When I was young, this was something I loved – taking to bits, disassembling, particularly electrical items – TVs, radios, puzzles and games.
This is not to say I knew what I was doing – I am not and never have been particularly technical – I never understood what I was looking-at, it was more the taking apart and looking rather than the subsequent fiddling.
This is perhaps one of the many reasons I did not become a surgeon.
The theory has always ranked more highly in my estimation than the practice.
The point for me was not my ineptitude at practical matters, more my thoughts that the fiddling I got up to 40-odd years ago is no longer a meaningful option to my children.

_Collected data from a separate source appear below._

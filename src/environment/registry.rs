//! Local registry of projects (`registry.yaml`).

use serde::{Deserialize, Serialize};
use std::fs;
use std::path::{Path, PathBuf};
use thiserror::Error;
use tracing::info;

#[derive(Error, Debug)]
pub enum RegistryError {
    #[error("cannot access registry: {0}")]
    Io(#[from] std::io::Error),
    #[error("invalid registry: {0}")]
    Yaml(#[from] serde_yaml::Error),
    #[error("{0} is already registered")]
    AlreadyRegistered(PathBuf),
}

#[derive(Debug, Clone, PartialEq, Eq, Serialize, Deserialize)]
pub struct RegisteredRepo {
    pub repo_name: String,
    pub repo_source_path: PathBuf,
    #[serde(default, skip_serializing_if = "Option::is_none")]
    pub repo_source_url: Option<String>,
}

#[derive(Debug, Clone, Default, PartialEq, Eq, Serialize, Deserialize)]
pub struct Registry {
    #[serde(skip)]
    path: PathBuf,
    #[serde(default)]
    pub repos: Vec<RegisteredRepo>,
}

impl Registry {
    /// Loads the registry, or starts an empty one if the file does not exist.
    pub fn load(path: &Path) -> Result<Self, RegistryError> {
        let mut registry = if path.exists() {
            let content = fs::read_to_string(path)?;
            if content.trim().is_empty() {
                Registry::default()
            } else {
                serde_yaml::from_str(&content)?
            }
        } else {
            Registry::default()
        };
        registry.path = path.to_path_buf();
        Ok(registry)
    }

    pub fn save(&self) -> Result<(), RegistryError> {
        if let Some(parent) = self.path.parent() {
            fs::create_dir_all(parent)?;
        }
        fs::write(&self.path, serde_yaml::to_string(self)?)?;
        Ok(())
    }

    pub fn get(&self, path: &Path) -> Option<&RegisteredRepo> {
        self.repos.iter().find(|r| r.repo_source_path == path)
    }

    pub fn find_by_name(&self, name: &str) -> Option<&RegisteredRepo> {
        self.repos.iter().find(|r| r.repo_name == name)
    }

    pub fn register(&mut self, path: &Path, url: Option<String>) -> Result<(), RegistryError> {
        if self.get(path).is_some() {
            return Err(RegistryError::AlreadyRegistered(path.to_path_buf()));
        }
        let repo_name = path
            .file_name()
            .map(|n| n.to_string_lossy().into_owned())
            .unwrap_or_else(|| path.display().to_string());
        info!("registering {repo_name} ({})", path.display());
        self.repos.push(RegisteredRepo {
            repo_name,
            repo_source_path: path.to_path_buf(),
            repo_source_url: url,
        });
        self.save()
    }

    /// Drops entries whose directory no longer exists.
    pub fn prune_missing(&mut self) -> Result<Vec<RegisteredRepo>, RegistryError> {
        let (kept, removed): (Vec<_>, Vec<_>) = std::mem::take(&mut self.repos)
            .into_iter()
            .partition(|r| r.repo_source_path.exists());
        self.repos = kept;
        if !removed.is_empty() {
            self.save()?;
        }
        Ok(removed)
    }
}

#[cfg(test)]
mod tests {
    use super::*;
    use tempfile::tempdir;

    #[test]
    fn register_and_reload() {
        let dir = tempdir().unwrap();
        let path = dir.path().join("registry.yaml");
        let project = dir.path().join("review-a");
        fs::create_dir_all(&project).unwrap();

        let mut registry = Registry::load(&path).unwrap();
        assert!(registry.repos.is_empty());
        registry
            .register(&project, Some("https://example.org/review-a.git".into()))
            .unwrap();
        assert!(matches!(
            registry.register(&project, None),
            Err(RegistryError::AlreadyRegistered(_))
        ));

        let reloaded = Registry::load(&path).unwrap();
        assert_eq!(reloaded.repos.len(), 1);
        assert_eq!(reloaded.repos[0].repo_name, "review-a");
        assert!(reloaded.find_by_name("review-a").is_some());
    }

    #[test]
    fn prune_missing_directories() {
        let dir = tempdir().unwrap();
        let mut registry = Registry::load(&dir.path().join("registry.yaml")).unwrap();
        registry.register(&dir.path().join("gone"), None).unwrap();
        let removed = registry.prune_missing().unwrap();
        assert_eq!(removed.len(), 1);
        assert!(registry.repos.is_empty());
    }
}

You can’t readily take apart a Samsung, iPhone or X-box, and, if you did, you would likely find inside just tiny circuits that are equally inaccessible.
The innards of my TV, Sat-Nav or laptop are as unlikely to convey a story.
Transistors, vacuum tubes and cathode rays all hold a certain mystique – a gateway to something;
What will this loss or change mean to my children?
How will tomorrow differ mechanistically, disruptively, from today?
Time will tell. There are likely to be other insides they will find, other minutiae to pass the time.
I will always find a home at the bottom of my garden, under the rocks and rubble, examining, investigating the beetles and grubs as they wriggle in the earth.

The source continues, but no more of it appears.